At the same time, growth and industrialization continued to proceed
and, while performance was mixed, some favorable structural change was
taking place in many developing countries. Despite increasing protection
in OECD countries, developing countries started penetrating the export
markets of developed countries. Some of the growth-impetus for developing
countries started to come from other developing countries, especially the
oil-exporters: South-South trade increased and so did migration to oil-
countries and remittances from them. In some labor-exporting developing
countries, worker-remittances accounted for as much as half of total export
revenues.
Agriculture received new policy attention, largely as a result of the
food crisis in 1973-4, when the world price of wheat and rice tripled and the
price of fertilizer quintupled. The previously accomplished technological
breakthrough of the Green Revolution provided a ready technology for
dissemination to non-tropical agricultural zones. Investment in
agricultural infrastructure, extension, and agricultural research expanded
and so did international lending for rural development. Agricultural
marketing institutions and agricultural terms of trade policies received
some policy attention. As a result, the rate of increase in food production
in developing countries started exceeding that in developed countries.
But the variance in growth and structural change among developing
countries rose: the most developed semi-industrial countries did very well
during this period while the least developed countries were increasingly
falling behind. And, while the share of manufacturing exports from
developing to developed countries grew, the manufactured exports came from
only a handful of semi-industrial countries.
With a few notable exceptions, overall policy reform was rather limited,
despite mounting pressures from international lenders.
V. Debt Crisis, Structural Adjustment, and Reform, 1981-1993.
The debt crisis was brought to a head by the inability of Brazil and
Turkey to meet their debt-service obligations. As a result, banks in
developed countries became unwilling to extend further loans to all
developing countries. Out of necessity, priorities in developing countries
shifted from economic growth to achieving external balance.
Adjustment patterns varied. Some developing countries adopted
restrictive import regimes, deflationary government expenditure and
macroeconomic policies, and restrictive wage policies. Others, attempted to
export their way out of the crisis. They shifted from import-substitution to
export-promotion, devalued to promote expenditure switching among imports
and domestic goods, and curtailed their growth rates temporarely. The latter
adjustment pattern was considerably more successful (Balassa 1989). Most
developing countries, however, adopted combinations of these policies and
shifted among policy regimes in a stop-go fashion.
Rampant inflation, capital flight, low investment rates, drastic
declines in living standards, and substantial increases in urban and rural
poverty have marked this period in most countries. Two thirds of developing
countries did not achieve a current-balance- surplus sufficient to service
their debts with little extra borrowing. Overall, debt service requirements
have led to a net export of capital to the developed world in the last few
years. For most countries, the adjustment cost has been quite substantial.

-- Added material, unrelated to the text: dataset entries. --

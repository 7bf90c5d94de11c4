//! Wire formats the drone speaks: nikto XML reports in, Lair JSON over HTTP out.

pub mod lair;
pub mod nikto;
use std::sync::{Arc, Mutex};

use async_trait::async_trait;
use drone_common::lair::Project;
use drone_common::repository::{ImportOptions, ProjectRepository};

pub const PROJECT_JSON: &str = include_str!("../fixtures/lair_project.json");
pub const NIKTO_XML: &str = include_str!("../fixtures/nikto_two_hosts.xml");
pub const PROJECT_ID: &str = "5510a0c1e4b0e2a1c3d4f5a6";

/// Stand-in for the Lair API server that keeps projects as JSON.
#[derive(Clone, Default)]
pub struct MemoryLair {
    pub stored: Arc<Mutex<Option<String>>>,
    pub imports: Arc<Mutex<Vec<(serde_json::Value, ImportOptions)>>>,
}

impl MemoryLair {
    pub fn with_project(json: &str) -> Self {
        let lair = Self::default();
        *lair.stored.lock().unwrap() = Some(json.to_string());
        lair
    }

    pub fn last_import(&self) -> Option<(serde_json::Value, ImportOptions)> {
        self.imports.lock().unwrap().last().cloned()
    }
}

#[async_trait]
impl ProjectRepository for MemoryLair {
    async fn export_project(&self, project_id: &str) -> anyhow::Result<Project> {
        let stored = self.stored.lock().unwrap().clone();
        let json = stored.ok_or_else(|| anyhow::anyhow!("no project stored"))?;
        let project: Project = serde_json::from_str(&json)?;
        anyhow::ensure!(project.id == project_id, "unknown project {project_id}");
        Ok(project)
    }

    async fn import_project(&self, project: &Project, options: ImportOptions) -> anyhow::Result<()> {
        let json = serde_json::to_string(project)?;
        self.imports
            .lock()
            .unwrap()
            .push((serde_json::from_str(&json)?, options));
        *self.stored.lock().unwrap() = Some(json);
        Ok(())
    }
}
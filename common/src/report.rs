//! # Scan Report Model
//!
//! A nikto report as handed over by the report reader. One [`ScanRun`] per
//! `niktoscan` invocation, one [`ScanFinding`] per scanned target.

/// Ordered sequence of scan runs.
#[derive(Debug, Clone, Default, PartialEq, Eq)]
pub struct ScanReport {
    pub runs: Vec<ScanRun>,
}

#[derive(Debug, Clone, Default, PartialEq, Eq)]
pub struct ScanRun {
    /// Options string nikto was invoked with.
    pub command: String,
    pub scan_start: String,
    pub scan_end: String,
    /// Version of nikto that produced the run.
    pub version: String,
    pub findings: Vec<ScanFinding>,
}

/// Everything nikto reported about one `ip:port` target.
#[derive(Debug, Clone, Default, PartialEq, Eq)]
pub struct ScanFinding {
    pub target_ip: String,
    pub target_port: u16,
    /// Hostname nikto resolved for the target, or the IP when there is none.
    pub target_hostname: String,
    /// Value sent in the HTTP `Host` header.
    pub host_header: String,
    pub ssl: Option<SslInfo>,
    pub items: Vec<FindingItem>,
}

/// Transport security details nikto gathered for an https target.
#[derive(Debug, Clone, Default, PartialEq, Eq)]
pub struct SslInfo {
    pub info: String,
    pub ciphers: String,
    pub issuers: String,
}

#[derive(Debug, Clone, Default, PartialEq, Eq)]
pub struct FindingItem {
    pub description: String,
    pub uri: String,
    /// OSVDB reference, `None` when nikto reported `0` or nothing.
    pub osvdb_id: Option<u32>,
}

impl ScanFinding {
    /// Descriptor used when the target is missing from the inventory.
    pub fn descriptor(&self) -> String {
        format!(
            "{} ({}:{})",
            self.target_hostname, self.target_ip, self.target_port
        )
    }
}

impl ScanReport {
    pub fn findings_count(&self) -> usize {
        self.runs.iter().map(|run| run.findings.len()).sum()
    }
}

The average developing country has transferred more than its entire growth
of GDP abroad annually, for debt service. The most underdeveloped
countries, that had benefitted least from previous expansionary regimes,
have also been the hardest hit in the 1990s.
While the growth performance of most developing countries during this
period has been poor, the East Asian and South Asian countries have
continued, if not improved, their previous developmental performance.
Poverty in some of these countries has diminished substantially (China,
India and Indonesia) and a few (Thailand and Indonesia) may even become
semi-industrial countries.
Perhaps most importantly, this period has also been an era of
significant institutional adjustment and policy reform in most developing
countries. Many Latin American countries have adopted at least some
features of open-trade regimes. Market institutions have generally been
strengthened, especially in some African and Latin American nations. All
developing country governments have become convinced of the priority of
good economic policy over ideology and politics, though they may or may not
adopt it. Many of the economic and political institutions that form the core
of capitalist development have thus being created in a large number of
developing countries.
Developing countries are thus acquiring the institutional conditions
for development. A revival of growth in the OECD countries coupled with a
change in the international payments regime, trade liberalization, and some
debt forgiveness and rescheduling, may thus lead to the resumption of
development in developing countries.
VI. Summary and Conclusion
The major driving force for the growth of developing countries has
been exports. The global trading and payments regimes have therefore been
critical to economic growth. There is no historical exception to the
statement that periods of high growth within countries have been periods of
fixed or narrowly fluctuating exchange rates, elastic payments systems, and
liberal trading regimes. In contrast, periods of slow growth have been
periods of sharply fluctuating exchange rates, inelastic payments systems
and restrictive trading regimes.
But exports did not always result in development. Whether, in a given
country, the impetus from exports initiated structural change in addition to
economic growth, and whether the benefits of development became widespread
and growth self-sustained has depended on the country's economic
institutions and political structure. Countries with more developed market
institutions and with political systems that were more responsive to the
interests of domestic modernizing elites developed, while the growth of the
other countries remained cyclical and narrow based.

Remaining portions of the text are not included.